The novel contribution is an Assessing Consumer Interaction system and method that

works with Internet of Things (IoT) technologies to learn a user's food preferences and daily interactions and behaviors, and then apply that information to determine a marketing strategy and/or recommend purchasing options to consumers.

The core novelty is the consideration of the user's context(e.g., location, social environment, time of the day, activity, health state, etc.) and subsequent recommendation of suitable substitutions. The system learns from the user's behavior, social network, and other connections to develop new and effective substitutions, which it then recommends directly to the user, the retailer, or both.

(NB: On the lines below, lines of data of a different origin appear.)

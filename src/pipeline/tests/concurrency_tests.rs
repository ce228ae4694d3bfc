//! Tests for the compare-and-swap guard on concurrent stage moves.

use std::sync::Arc;

use crate::pipeline::{
    adapters::memory::InMemoryPipelineRepository,
    domain::{
        Application, ApplicationId, CandidateProfile, Job, JobId, PersistedStageData, Stage,
        StageId, StageName, StagePlan, StageTransition, OrderIndex,
    },
    ports::{
        ApplicationRepository, PipelineRepositoryError, PipelineRepositoryResult,
        StageRepository,
    },
    services::{
        MoveApplicationRequest, ReplayReport, StageRegistryService, StageTransitionService,
        TransitionError,
    },
};
use crate::tenant::{CompanyId, TenantContext, UserId};
use chrono::{DateTime, Utc};
use mockable::{Clock, DefaultClock};
use rstest::{fixture, rstest};

type TestTransitions = StageTransitionService<InMemoryPipelineRepository, DefaultClock>;
type TestRegistry = StageRegistryService<InMemoryPipelineRepository, DefaultClock>;

struct Board {
    repository: Arc<InMemoryPipelineRepository>,
    transitions: TestTransitions,
    registry: TestRegistry,
    ctx: TenantContext,
}

#[fixture]
fn board() -> Board {
    let repository = Arc::new(InMemoryPipelineRepository::new());
    let clock = Arc::new(DefaultClock);
    Board {
        transitions: StageTransitionService::new(Arc::clone(&repository), Arc::clone(&clock)),
        registry: StageRegistryService::new(Arc::clone(&repository), clock),
        repository,
        ctx: TenantContext::new(CompanyId::new(), UserId::new()),
    }
}

struct Placed {
    job: JobId,
    application: Application,
    triagem: StageId,
    entrevista: StageId,
    contratacao: StageId,
}

/// Seeds a default pipeline with one application placed in Triagem.
async fn placed_application(board: &Board) -> Placed {
    let (job, stages) = board
        .registry
        .create_job(&board.ctx, None)
        .await
        .expect("job creation should succeed");
    let find = |name: &str| {
        stages
            .iter()
            .find(|stage| stage.name().as_str() == name)
            .map(Stage::id)
            .expect("stage should exist")
    };
    let (triagem, entrevista, contratacao) =
        (find("Triagem"), find("Entrevista"), find("Contratação"));

    let application = Application::new(
        job.id(),
        board.ctx.company_id(),
        CandidateProfile::new("Carla", "carla@example.com"),
        &DefaultClock,
    );
    board
        .repository
        .create_application(&application)
        .await
        .expect("application creation should succeed");
    let outcome = board
        .transitions
        .move_application(
            &board.ctx,
            MoveApplicationRequest::new(job.id(), application.id(), triagem),
        )
        .await
        .expect("placement should succeed");

    Placed {
        job: job.id(),
        application: outcome.application().clone(),
        triagem,
        entrevista,
        contratacao,
    }
}

#[rstest]
#[tokio::test(flavor = "multi_thread")]
async fn racing_commits_from_one_read_leave_exactly_one_ledger_row(board: Board) {
    let placed = placed_application(&board).await;
    let clock = DefaultClock;

    // Both writers read the application while it sat in Triagem.
    let to_entrevista = StageTransition::record(
        &placed.application,
        placed.entrevista,
        board.ctx.user_id(),
        None,
        &clock,
    );
    let to_contratacao = StageTransition::record(
        &placed.application,
        placed.contratacao,
        board.ctx.user_id(),
        None,
        &clock,
    );

    let first = board
        .repository
        .commit_transition(&to_entrevista, Some(placed.triagem), clock.utc())
        .await;
    let second = board
        .repository
        .commit_transition(&to_contratacao, Some(placed.triagem), clock.utc())
        .await;

    assert!(first.is_ok());
    assert!(matches!(
        second,
        Err(PipelineRepositoryError::StaleStage(id)) if id == placed.application.id()
    ));

    let history = board
        .transitions
        .stage_history(&board.ctx, placed.job, placed.application.id())
        .await
        .expect("history should load");
    assert_eq!(history.len(), 2);
    assert_eq!(
        history.last().map(|row| row.to_stage_id()),
        Some(placed.entrevista)
    );
}

#[rstest]
#[tokio::test(flavor = "multi_thread")]
async fn concurrent_moves_never_desynchronise_ledger_and_pointer(board: Board) {
    let placed = placed_application(&board).await;

    let to_entrevista = board.transitions.move_application(
        &board.ctx,
        MoveApplicationRequest::new(placed.job, placed.application.id(), placed.entrevista),
    );
    let to_contratacao = board.transitions.move_application(
        &board.ctx,
        MoveApplicationRequest::new(placed.job, placed.application.id(), placed.contratacao),
    );
    let (first, second) = tokio::join!(to_entrevista, to_contratacao);

    let successes = [&first, &second]
        .into_iter()
        .filter(|result| result.is_ok())
        .count();
    let conflicts = [&first, &second]
        .into_iter()
        .filter(|result| matches!(result, Err(TransitionError::Conflict(_))))
        .count();
    assert!(successes >= 1);
    assert_eq!(successes + conflicts, 2);

    let history = board
        .transitions
        .stage_history(&board.ctx, placed.job, placed.application.id())
        .await
        .expect("history should load");
    assert_eq!(history.len(), 1 + successes);

    let report = board
        .transitions
        .audit_replay(&board.ctx, placed.job, placed.application.id())
        .await
        .expect("replay should run");
    assert!(report.is_consistent());
    assert!(matches!(report, ReplayReport::Consistent { stage: Some(_) }));
}

mockall::mock! {
    PipelineRepo {}

    #[async_trait::async_trait]
    impl StageRepository for PipelineRepo {
        async fn create_job(&self, job: &Job) -> PipelineRepositoryResult<()>;
        async fn find_job(
            &self,
            company: CompanyId,
            job: JobId,
        ) -> PipelineRepositoryResult<Option<Job>>;
        async fn find_stage(
            &self,
            job: JobId,
            stage: StageId,
        ) -> PipelineRepositoryResult<Option<Stage>>;
        async fn list_stages(&self, job: JobId) -> PipelineRepositoryResult<Vec<Stage>>;
        async fn rewrite_stages(
            &self,
            job: JobId,
            plan: &StagePlan,
            now: DateTime<Utc>,
        ) -> PipelineRepositoryResult<Vec<Stage>>;
    }

    #[async_trait::async_trait]
    impl ApplicationRepository for PipelineRepo {
        async fn create_application(
            &self,
            application: &Application,
        ) -> PipelineRepositoryResult<()>;
        async fn find_in_job(
            &self,
            company: CompanyId,
            job: JobId,
            application: ApplicationId,
        ) -> PipelineRepositoryResult<Option<Application>>;
        async fn find_in_company(
            &self,
            company: CompanyId,
            application: ApplicationId,
        ) -> PipelineRepositoryResult<Option<Application>>;
        async fn record_evaluation(
            &self,
            application: &Application,
        ) -> PipelineRepositoryResult<()>;
        async fn commit_transition(
            &self,
            transition: &StageTransition,
            expected_from: Option<StageId>,
            now: DateTime<Utc>,
        ) -> PipelineRepositoryResult<()>;
        async fn history(
            &self,
            company: CompanyId,
            job: JobId,
            application: ApplicationId,
        ) -> PipelineRepositoryResult<Vec<StageTransition>>;
        async fn list_by_stage(
            &self,
            company: CompanyId,
            job: JobId,
            stage: StageId,
        ) -> PipelineRepositoryResult<Vec<Application>>;
    }
}

#[rstest]
#[tokio::test(flavor = "multi_thread")]
async fn lost_compare_and_swap_surfaces_as_a_conflict() {
    let ctx = TenantContext::new(CompanyId::new(), UserId::new());
    let clock = DefaultClock;
    let job_id = JobId::new();
    let stage = Stage::from_persisted(PersistedStageData {
        id: StageId::new(),
        job_id,
        name: StageName::new("Entrevista").expect("valid name"),
        description: None,
        order_index: OrderIndex::new(1).expect("valid position"),
        is_active: true,
        created_at: clock.utc(),
        updated_at: clock.utc(),
    });
    let application = Application::new(
        job_id,
        ctx.company_id(),
        CandidateProfile::new("Davi", "davi@example.com"),
        &clock,
    );
    let application_id = application.id();
    let stage_id = stage.id();

    let mut mock = MockPipelineRepo::new();
    mock.expect_find_in_job()
        .returning(move |_, _, _| Ok(Some(application.clone())));
    mock.expect_find_stage()
        .returning(move |_, _| Ok(Some(stage.clone())));
    mock.expect_commit_transition()
        .returning(move |_, _, _| Err(PipelineRepositoryError::StaleStage(application_id)));

    let service = StageTransitionService::new(Arc::new(mock), Arc::new(DefaultClock));
    let result = service
        .move_application(&ctx, MoveApplicationRequest::new(job_id, application_id, stage_id))
        .await;

    assert!(matches!(
        result,
        Err(TransitionError::Conflict(id)) if id == application_id
    ));
}
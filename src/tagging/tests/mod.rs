//! Unit and behaviour tests for tag annotation.

mod annotation_tests;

For example, the system learns how a person with celiac disease interacts/behaves in a grocery store. Based on that knowledge, the system can execute a marketing strategy to meet the customer´s needs. Even in large supermarkets, the system can let the user know the location of a specific item or comparable substitutes to meet the user's needs. Because of its machine learning properties, the system stores information about the user's purchasing patterns, and then applies those patterns to new locations (e.g., user purchase an item at a chain store in one country, and the system can indicate the location of the same item at the store in another country).

In addition, a person can manually enter temporary dietary preferences (e.g., dietary restrictions due to medical treatment). If the system has information from users with the same or similar requirements, it can apply that information to offer selections to the user that has recently entered preferences/conditions. The system may learn from cohorts to enable people with similar preferences and dietary needs to benefit from one another, especially when people travel to locations where the options are unfamiliar.

The system may also learn from the combinations of products and suggest alternative actions, such as a recipe. For example, if the user typically purchases the same products, then the system can suggest possible/alternative recipes.

In an IoT synchronization, the user enters a profile from a device (e.g., mobile application, store loyalty card system, etc.) into the system. The system learns the user's preferences and accordingly displays information on a tablet for the user.

Data inputs for the system include:


• Food preferences (e.g., vegan, vegetarian, diabetic, celiac disease, health/fitness, kosher, etc.)

• Time spent in a specific product, row, group of products, etc.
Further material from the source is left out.